BEGIN

//! Typed facade over the hosted backend-as-a-service.
//!
//! The backend owns authentication, persistence and file storage; this
//! crate is the only way the admin panel talks to it. One explicitly
//! constructed [`Backend`] instance is injected into the server at startup
//! — no global client, no module-level state.
//!
//! Surface, one file per resource family:
//! - [`session`] — current session, login/logout, registration
//! - [`catalog`] — product and category CRUD, product images
//! - [`orders`] — order listing, status updates, store statistics
//! - [`users`] — user listing, partial updates, admin membership
//! - [`storage`] — file upload to the object store
//!
//! Reads get a per-request timeout and exactly one retry on transient
//! transport failures. Writes are issued exactly once, never retried, and
//! surface the backend's error message verbatim.

mod backend;
mod catalog;
mod config;
mod model;
mod orders;
mod session;
mod storage;
mod users;

pub use backend::Backend;
pub use config::BackendConfig;
pub use model::{
    Category, CategoryInput, Order, OrderItem, Product, ProductImage, ProductInput,
    RegisterInput, Session, SessionUser, Statistics, User, UserPatch,
};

END

**EXERCISE DETAILS**
Print exactly, and only, the lines of the material above that run from the one containing "updates, store statistics" through its last line.

**EXERCISE RESPONSE**
//! - [`orders`] — order listing, status updates, store statistics
//! - [`users`] — user listing, partial updates, admin membership
//! - [`storage`] — file upload to the object store
//!
//! Reads get a per-request timeout and exactly one retry on transient
//! transport failures. Writes are issued exactly once, never retried, and
//! surface the backend's error message verbatim.

mod backend;
mod catalog;
mod config;
mod model;
mod orders;
mod session;
mod storage;
mod users;

pub use backend::Backend;
pub use config::BackendConfig;
pub use model::{
    Category, CategoryInput, Order, OrderItem, Product, ProductImage, ProductInput,
    RegisterInput, Session, SessionUser, Statistics, User, UserPatch,
};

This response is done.